| EXERCISE |
Look below. Copy each line that has "lines" in it.

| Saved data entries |
[Start of Attachment]

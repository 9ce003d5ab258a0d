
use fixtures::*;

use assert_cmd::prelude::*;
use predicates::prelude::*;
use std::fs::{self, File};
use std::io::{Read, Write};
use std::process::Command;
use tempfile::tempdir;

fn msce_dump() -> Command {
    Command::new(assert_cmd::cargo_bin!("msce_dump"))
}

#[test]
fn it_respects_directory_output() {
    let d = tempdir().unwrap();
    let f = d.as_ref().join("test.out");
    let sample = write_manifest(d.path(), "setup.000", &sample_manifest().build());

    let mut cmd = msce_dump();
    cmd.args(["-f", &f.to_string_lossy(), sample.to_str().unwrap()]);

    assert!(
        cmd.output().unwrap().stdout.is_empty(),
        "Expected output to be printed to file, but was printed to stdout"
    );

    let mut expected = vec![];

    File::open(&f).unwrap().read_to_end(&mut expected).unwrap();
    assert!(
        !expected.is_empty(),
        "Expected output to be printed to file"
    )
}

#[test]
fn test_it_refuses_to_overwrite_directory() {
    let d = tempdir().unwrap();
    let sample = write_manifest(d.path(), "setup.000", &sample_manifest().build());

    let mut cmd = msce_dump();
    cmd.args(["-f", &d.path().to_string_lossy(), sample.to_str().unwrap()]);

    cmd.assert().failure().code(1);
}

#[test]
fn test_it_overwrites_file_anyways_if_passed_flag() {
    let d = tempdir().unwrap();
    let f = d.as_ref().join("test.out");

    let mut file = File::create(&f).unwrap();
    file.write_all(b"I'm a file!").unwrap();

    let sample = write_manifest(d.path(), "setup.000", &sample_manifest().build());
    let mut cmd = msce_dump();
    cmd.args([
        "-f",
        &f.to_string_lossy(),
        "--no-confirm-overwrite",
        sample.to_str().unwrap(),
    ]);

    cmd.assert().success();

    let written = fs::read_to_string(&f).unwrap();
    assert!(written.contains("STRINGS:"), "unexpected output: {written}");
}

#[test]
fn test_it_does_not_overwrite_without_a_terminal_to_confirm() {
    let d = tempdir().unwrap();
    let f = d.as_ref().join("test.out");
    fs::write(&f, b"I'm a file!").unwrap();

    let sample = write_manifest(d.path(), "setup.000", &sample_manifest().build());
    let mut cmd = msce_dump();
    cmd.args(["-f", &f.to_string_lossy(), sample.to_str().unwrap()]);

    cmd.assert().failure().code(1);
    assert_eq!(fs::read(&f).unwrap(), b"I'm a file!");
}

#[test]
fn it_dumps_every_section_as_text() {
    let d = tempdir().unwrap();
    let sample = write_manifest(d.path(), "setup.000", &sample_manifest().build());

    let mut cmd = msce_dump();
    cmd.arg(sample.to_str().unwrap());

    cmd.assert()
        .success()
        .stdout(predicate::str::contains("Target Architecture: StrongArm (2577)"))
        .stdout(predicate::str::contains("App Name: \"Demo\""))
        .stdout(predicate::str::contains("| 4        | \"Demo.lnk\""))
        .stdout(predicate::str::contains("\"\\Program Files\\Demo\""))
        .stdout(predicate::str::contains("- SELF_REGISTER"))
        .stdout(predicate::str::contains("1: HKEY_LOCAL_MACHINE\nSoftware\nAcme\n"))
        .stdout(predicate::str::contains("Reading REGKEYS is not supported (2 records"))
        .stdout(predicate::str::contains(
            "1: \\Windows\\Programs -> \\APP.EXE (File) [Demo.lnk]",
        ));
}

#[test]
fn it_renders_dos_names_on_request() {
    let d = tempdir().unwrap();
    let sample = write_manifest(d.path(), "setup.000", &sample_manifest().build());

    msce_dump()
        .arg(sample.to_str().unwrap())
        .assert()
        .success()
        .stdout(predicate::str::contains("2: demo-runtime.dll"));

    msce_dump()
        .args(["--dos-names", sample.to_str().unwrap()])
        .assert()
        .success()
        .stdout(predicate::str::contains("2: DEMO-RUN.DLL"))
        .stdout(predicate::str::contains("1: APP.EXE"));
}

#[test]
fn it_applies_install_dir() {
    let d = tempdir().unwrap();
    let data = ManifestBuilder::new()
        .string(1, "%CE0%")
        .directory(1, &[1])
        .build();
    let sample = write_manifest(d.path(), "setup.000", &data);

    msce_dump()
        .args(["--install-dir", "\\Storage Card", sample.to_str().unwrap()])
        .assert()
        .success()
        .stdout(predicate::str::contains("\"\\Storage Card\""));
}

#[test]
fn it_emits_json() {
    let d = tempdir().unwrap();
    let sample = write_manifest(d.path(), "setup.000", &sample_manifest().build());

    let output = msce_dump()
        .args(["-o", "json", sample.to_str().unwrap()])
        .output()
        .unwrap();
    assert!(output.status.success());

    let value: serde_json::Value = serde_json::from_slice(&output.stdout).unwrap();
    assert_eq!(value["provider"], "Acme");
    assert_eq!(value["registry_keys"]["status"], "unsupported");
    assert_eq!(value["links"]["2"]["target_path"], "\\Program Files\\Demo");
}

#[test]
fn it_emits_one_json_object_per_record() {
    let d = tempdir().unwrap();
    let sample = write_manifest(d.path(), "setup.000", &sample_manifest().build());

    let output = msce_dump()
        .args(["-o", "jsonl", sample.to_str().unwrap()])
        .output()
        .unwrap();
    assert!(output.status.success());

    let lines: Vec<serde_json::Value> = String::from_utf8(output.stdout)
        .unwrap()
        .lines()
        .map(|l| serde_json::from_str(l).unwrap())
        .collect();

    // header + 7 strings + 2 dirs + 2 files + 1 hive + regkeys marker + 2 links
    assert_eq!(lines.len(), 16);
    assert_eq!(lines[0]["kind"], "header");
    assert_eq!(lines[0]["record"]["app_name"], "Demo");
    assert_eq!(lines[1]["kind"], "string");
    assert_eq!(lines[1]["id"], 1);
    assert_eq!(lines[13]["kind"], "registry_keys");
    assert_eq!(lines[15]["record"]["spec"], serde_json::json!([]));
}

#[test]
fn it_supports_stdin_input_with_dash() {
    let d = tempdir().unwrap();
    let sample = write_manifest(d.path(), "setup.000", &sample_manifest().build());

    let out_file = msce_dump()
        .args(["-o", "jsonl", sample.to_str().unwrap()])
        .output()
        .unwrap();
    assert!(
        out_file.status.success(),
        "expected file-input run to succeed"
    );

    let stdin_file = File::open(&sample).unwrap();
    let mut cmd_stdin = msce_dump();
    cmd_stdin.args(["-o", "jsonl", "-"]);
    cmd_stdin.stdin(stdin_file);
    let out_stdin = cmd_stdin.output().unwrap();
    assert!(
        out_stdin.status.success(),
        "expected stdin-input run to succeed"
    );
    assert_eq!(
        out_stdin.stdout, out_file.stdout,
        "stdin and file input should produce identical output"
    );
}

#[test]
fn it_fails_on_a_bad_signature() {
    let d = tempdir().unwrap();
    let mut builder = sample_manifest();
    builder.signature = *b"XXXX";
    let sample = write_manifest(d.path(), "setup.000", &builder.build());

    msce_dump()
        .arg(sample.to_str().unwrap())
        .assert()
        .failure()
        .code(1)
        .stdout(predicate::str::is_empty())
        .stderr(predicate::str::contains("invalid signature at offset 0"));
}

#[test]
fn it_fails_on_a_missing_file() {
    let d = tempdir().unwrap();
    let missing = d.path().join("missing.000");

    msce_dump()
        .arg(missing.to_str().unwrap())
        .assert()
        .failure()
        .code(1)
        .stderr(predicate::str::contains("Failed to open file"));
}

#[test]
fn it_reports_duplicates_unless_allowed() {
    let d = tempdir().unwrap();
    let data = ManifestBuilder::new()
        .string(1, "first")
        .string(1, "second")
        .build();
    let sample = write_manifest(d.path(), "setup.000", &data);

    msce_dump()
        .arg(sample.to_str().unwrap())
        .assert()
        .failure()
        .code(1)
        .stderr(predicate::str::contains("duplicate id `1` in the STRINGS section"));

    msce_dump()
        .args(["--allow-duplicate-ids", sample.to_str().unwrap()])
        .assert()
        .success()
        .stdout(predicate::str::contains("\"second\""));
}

[End of Attachment]

| RESULT FOR THIS TASK |
    let lines: Vec<serde_json::Value> = String::from_utf8(output.stdout)
        .lines()
    assert_eq!(lines.len(), 16);
    assert_eq!(lines[0]["kind"], "header");
    assert_eq!(lines[0]["record"]["app_name"], "Demo");
    assert_eq!(lines[1]["kind"], "string");
    assert_eq!(lines[1]["id"], 1);
    assert_eq!(lines[13]["kind"], "registry_keys");
    assert_eq!(lines[15]["record"]["spec"], serde_json::json!([]));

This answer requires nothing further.